Work required: Every entry below is to be copied exactly, with nothing omitted.

++++++++++++++++++++

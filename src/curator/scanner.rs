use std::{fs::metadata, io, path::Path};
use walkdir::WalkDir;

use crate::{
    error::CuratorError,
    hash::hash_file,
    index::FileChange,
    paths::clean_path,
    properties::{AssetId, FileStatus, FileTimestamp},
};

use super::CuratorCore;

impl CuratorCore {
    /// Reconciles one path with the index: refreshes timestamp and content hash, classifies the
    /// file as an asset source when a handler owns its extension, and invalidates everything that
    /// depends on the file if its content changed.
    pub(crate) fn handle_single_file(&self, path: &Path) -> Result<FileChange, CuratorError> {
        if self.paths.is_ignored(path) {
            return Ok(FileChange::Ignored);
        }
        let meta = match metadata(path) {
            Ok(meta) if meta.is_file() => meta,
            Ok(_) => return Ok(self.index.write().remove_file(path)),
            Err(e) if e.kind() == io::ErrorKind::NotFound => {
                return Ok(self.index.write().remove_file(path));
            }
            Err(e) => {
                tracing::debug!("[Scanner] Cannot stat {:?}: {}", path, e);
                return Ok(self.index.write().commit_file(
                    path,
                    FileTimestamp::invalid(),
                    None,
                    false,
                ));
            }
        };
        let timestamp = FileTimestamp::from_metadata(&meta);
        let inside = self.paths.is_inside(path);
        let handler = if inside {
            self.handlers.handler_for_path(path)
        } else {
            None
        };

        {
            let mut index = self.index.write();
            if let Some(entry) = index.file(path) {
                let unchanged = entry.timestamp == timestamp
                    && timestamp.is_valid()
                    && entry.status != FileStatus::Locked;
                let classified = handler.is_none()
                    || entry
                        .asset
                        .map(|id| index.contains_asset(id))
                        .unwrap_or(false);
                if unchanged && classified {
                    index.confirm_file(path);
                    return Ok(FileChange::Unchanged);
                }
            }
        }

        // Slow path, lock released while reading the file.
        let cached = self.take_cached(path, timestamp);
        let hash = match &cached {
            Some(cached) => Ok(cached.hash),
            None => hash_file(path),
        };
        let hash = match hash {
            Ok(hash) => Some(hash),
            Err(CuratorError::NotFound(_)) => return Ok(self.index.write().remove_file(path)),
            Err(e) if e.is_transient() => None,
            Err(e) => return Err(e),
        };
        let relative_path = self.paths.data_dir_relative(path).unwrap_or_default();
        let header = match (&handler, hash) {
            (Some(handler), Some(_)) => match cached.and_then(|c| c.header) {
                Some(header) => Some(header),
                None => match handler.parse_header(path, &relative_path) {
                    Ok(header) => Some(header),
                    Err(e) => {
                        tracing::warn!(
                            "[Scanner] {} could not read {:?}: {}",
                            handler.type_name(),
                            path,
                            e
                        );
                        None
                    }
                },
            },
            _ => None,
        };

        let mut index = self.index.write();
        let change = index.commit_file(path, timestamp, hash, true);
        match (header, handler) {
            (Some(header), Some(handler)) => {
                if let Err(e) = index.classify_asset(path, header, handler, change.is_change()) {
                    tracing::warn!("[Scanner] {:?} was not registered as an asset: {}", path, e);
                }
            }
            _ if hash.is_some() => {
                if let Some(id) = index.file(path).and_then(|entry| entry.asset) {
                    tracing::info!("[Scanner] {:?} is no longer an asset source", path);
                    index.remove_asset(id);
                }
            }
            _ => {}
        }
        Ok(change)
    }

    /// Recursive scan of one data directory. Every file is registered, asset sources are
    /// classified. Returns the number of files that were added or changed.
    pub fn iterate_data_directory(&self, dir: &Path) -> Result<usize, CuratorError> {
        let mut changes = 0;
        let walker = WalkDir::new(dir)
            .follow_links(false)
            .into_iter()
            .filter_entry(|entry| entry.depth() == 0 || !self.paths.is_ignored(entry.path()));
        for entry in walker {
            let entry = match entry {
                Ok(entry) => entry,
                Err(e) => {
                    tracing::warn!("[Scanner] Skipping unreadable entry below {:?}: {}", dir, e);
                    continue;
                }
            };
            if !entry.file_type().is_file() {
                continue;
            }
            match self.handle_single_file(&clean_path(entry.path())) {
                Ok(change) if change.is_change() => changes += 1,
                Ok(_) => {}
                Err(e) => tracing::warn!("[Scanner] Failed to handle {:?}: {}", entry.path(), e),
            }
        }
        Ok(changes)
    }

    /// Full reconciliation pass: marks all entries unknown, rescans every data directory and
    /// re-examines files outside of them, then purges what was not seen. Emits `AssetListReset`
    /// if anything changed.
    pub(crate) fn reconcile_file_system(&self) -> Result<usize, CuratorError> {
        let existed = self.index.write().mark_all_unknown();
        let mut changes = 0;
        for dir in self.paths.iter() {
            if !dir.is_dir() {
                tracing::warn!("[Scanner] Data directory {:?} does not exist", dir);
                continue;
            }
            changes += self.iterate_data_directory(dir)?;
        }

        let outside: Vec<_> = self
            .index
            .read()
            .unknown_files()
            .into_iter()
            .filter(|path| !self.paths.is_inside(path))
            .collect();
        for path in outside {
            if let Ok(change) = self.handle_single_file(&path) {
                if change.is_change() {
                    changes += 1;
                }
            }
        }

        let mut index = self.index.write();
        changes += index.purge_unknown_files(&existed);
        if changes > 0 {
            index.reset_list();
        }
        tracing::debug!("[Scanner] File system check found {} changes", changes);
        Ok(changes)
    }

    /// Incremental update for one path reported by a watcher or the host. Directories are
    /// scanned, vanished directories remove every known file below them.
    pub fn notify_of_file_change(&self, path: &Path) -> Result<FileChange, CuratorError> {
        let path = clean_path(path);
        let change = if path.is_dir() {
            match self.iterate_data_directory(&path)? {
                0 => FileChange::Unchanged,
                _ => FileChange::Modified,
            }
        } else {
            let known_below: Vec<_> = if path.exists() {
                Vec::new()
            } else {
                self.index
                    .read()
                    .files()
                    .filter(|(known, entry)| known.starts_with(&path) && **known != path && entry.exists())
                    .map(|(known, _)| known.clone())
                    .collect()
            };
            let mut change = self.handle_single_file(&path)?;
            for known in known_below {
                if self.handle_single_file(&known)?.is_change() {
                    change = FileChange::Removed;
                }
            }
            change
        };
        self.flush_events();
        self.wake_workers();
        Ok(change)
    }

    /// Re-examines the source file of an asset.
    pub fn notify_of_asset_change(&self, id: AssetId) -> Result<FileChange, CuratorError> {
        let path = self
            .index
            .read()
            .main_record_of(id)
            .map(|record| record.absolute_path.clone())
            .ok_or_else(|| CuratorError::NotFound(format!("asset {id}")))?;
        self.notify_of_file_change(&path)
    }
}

++++++++++++++++++++

Answer to the exercise:
filename src/curator/scanner.rs
use std::{fs::metadata, io, path::Path};
use walkdir::WalkDir;

use crate::{
    error::CuratorError,
    hash::hash_file,
    index::FileChange,
    paths::clean_path,
    properties::{AssetId, FileStatus, FileTimestamp},
};

use super::CuratorCore;

impl CuratorCore {
    /// Reconciles one path with the index: refreshes timestamp and content hash, classifies the
    /// file as an asset source when a handler owns its extension, and invalidates everything that
    /// depends on the file if its content changed.
    pub(crate) fn handle_single_file(&self, path: &Path) -> Result<FileChange, CuratorError> {
        if self.paths.is_ignored(path) {
            return Ok(FileChange::Ignored);
        }
        let meta = match metadata(path) {
            Ok(meta) if meta.is_file() => meta,
            Ok(_) => return Ok(self.index.write().remove_file(path)),
            Err(e) if e.kind() == io::ErrorKind::NotFound => {
                return Ok(self.index.write().remove_file(path));
            }
            Err(e) => {
                tracing::debug!("[Scanner] Cannot stat {:?}: {}", path, e);
                return Ok(self.index.write().commit_file(
                    path,
                    FileTimestamp::invalid(),
                    None,
                    false,
                ));
            }
        };
        let timestamp = FileTimestamp::from_metadata(&meta);
        let inside = self.paths.is_inside(path);
        let handler = if inside {
            self.handlers.handler_for_path(path)
        } else {
            None
        };

        {
            let mut index = self.index.write();
            if let Some(entry) = index.file(path) {
                let unchanged = entry.timestamp == timestamp
                    && timestamp.is_valid()
                    && entry.status != FileStatus::Locked;
                let classified = handler.is_none()
                    || entry
                        .asset
                        .map(|id| index.contains_asset(id))
                        .unwrap_or(false);
                if unchanged && classified {
                    index.confirm_file(path);
                    return Ok(FileChange::Unchanged);
                }
            }
        }

        // Slow path, lock released while reading the file.
        let cached = self.take_cached(path, timestamp);
        let hash = match &cached {
            Some(cached) => Ok(cached.hash),
            None => hash_file(path),
        };
        let hash = match hash {
            Ok(hash) => Some(hash),
            Err(CuratorError::NotFound(_)) => return Ok(self.index.write().remove_file(path)),
            Err(e) if e.is_transient() => None,
            Err(e) => return Err(e),
        };
        let relative_path = self.paths.data_dir_relative(path).unwrap_or_default();
        let header = match (&handler, hash) {
            (Some(handler), Some(_)) => match cached.and_then(|c| c.header) {
                Some(header) => Some(header),
                None => match handler.parse_header(path, &relative_path) {
                    Ok(header) => Some(header),
                    Err(e) => {
                        tracing::warn!(
                            "[Scanner] {} could not read {:?}: {}",
                            handler.type_name(),
                            path,
                            e
                        );
                        None
                    }
                },
            },
            _ => None,
        };

        let mut index = self.index.write();
        let change = index.commit_file(path, timestamp, hash, true);
        match (header, handler) {
            (Some(header), Some(handler)) => {
                if let Err(e) = index.classify_asset(path, header, handler, change.is_change()) {
                    tracing::warn!("[Scanner] {:?} was not registered as an asset: {}", path, e);
                }
            }
            _ if hash.is_some() => {
                if let Some(id) = index.file(path).and_then(|entry| entry.asset) {
                    tracing::info!("[Scanner] {:?} is no longer an asset source", path);
                    index.remove_asset(id);
                }
            }
            _ => {}
        }
        Ok(change)
    }

    /// Recursive scan of one data directory. Every file is registered, asset sources are
    /// classified. Returns the number of files that were added or changed.
    pub fn iterate_data_directory(&self, dir: &Path) -> Result<usize, CuratorError> {
        let mut changes = 0;
        let walker = WalkDir::new(dir)
            .follow_links(false)
            .into_iter()
            .filter_entry(|entry| entry.depth() == 0 || !self.paths.is_ignored(entry.path()));
        for entry in walker {
            let entry = match entry {
                Ok(entry) => entry,
                Err(e) => {
                    tracing::warn!("[Scanner] Skipping unreadable entry below {:?}: {}", dir, e);
                    continue;
                }
            };
            if !entry.file_type().is_file() {
                continue;
            }
            match self.handle_single_file(&clean_path(entry.path())) {
                Ok(change) if change.is_change() => changes += 1,
                Ok(_) => {}
                Err(e) => tracing::warn!("[Scanner] Failed to handle {:?}: {}", entry.path(), e),
            }
        }
        Ok(changes)
    }

    /// Full reconciliation pass: marks all entries unknown, rescans every data directory and
    /// re-examines files outside of them, then purges what was not seen. Emits `AssetListReset`
    /// if anything changed.
    pub(crate) fn reconcile_file_system(&self) -> Result<usize, CuratorError> {
        let existed = self.index.write().mark_all_unknown();
        let mut changes = 0;
        for dir in self.paths.iter() {
            if !dir.is_dir() {
                tracing::warn!("[Scanner] Data directory {:?} does not exist", dir);
                continue;
            }
            changes += self.iterate_data_directory(dir)?;
        }

        let outside: Vec<_> = self
            .index
            .read()
            .unknown_files()
            .into_iter()
            .filter(|path| !self.paths.is_inside(path))
            .collect();
        for path in outside {
            if let Ok(change) = self.handle_single_file(&path) {
                if change.is_change() {
                    changes += 1;
                }
            }
        }

        let mut index = self.index.write();
        changes += index.purge_unknown_files(&existed);
        if changes > 0 {
            index.reset_list();
        }
        tracing::debug!("[Scanner] File system check found {} changes", changes);
        Ok(changes)
    }

    /// Incremental update for one path reported by a watcher or the host. Directories are
    /// scanned, vanished directories remove every known file below them.
    pub fn notify_of_file_change(&self, path: &Path) -> Result<FileChange, CuratorError> {
        let path = clean_path(path);
        let change = if path.is_dir() {
            match self.iterate_data_directory(&path)? {
                0 => FileChange::Unchanged,
                _ => FileChange::Modified,
            }
        } else {
            let known_below: Vec<_> = if path.exists() {
                Vec::new()
            } else {
                self.index
                    .read()
                    .files()
                    .filter(|(known, entry)| known.starts_with(&path) && **known != path && entry.exists())
                    .map(|(known, _)| known.clone())
                    .collect()
            };
            let mut change = self.handle_single_file(&path)?;
            for known in known_below {
                if self.handle_single_file(&known)?.is_change() {
                    change = FileChange::Removed;
                }
            }
            change
        };
        self.flush_events();
        self.wake_workers();
        Ok(change)
    }

    /// Re-examines the source file of an asset.
    pub fn notify_of_asset_change(&self, id: AssetId) -> Result<FileChange, CuratorError> {
        let path = self
            .index
            .read()
            .main_record_of(id)
            .map(|record| record.absolute_path.clone())
            .ok_or_else(|| CuratorError::NotFound(format!("asset {id}")))?;
        self.notify_of_file_change(&path)
    }
}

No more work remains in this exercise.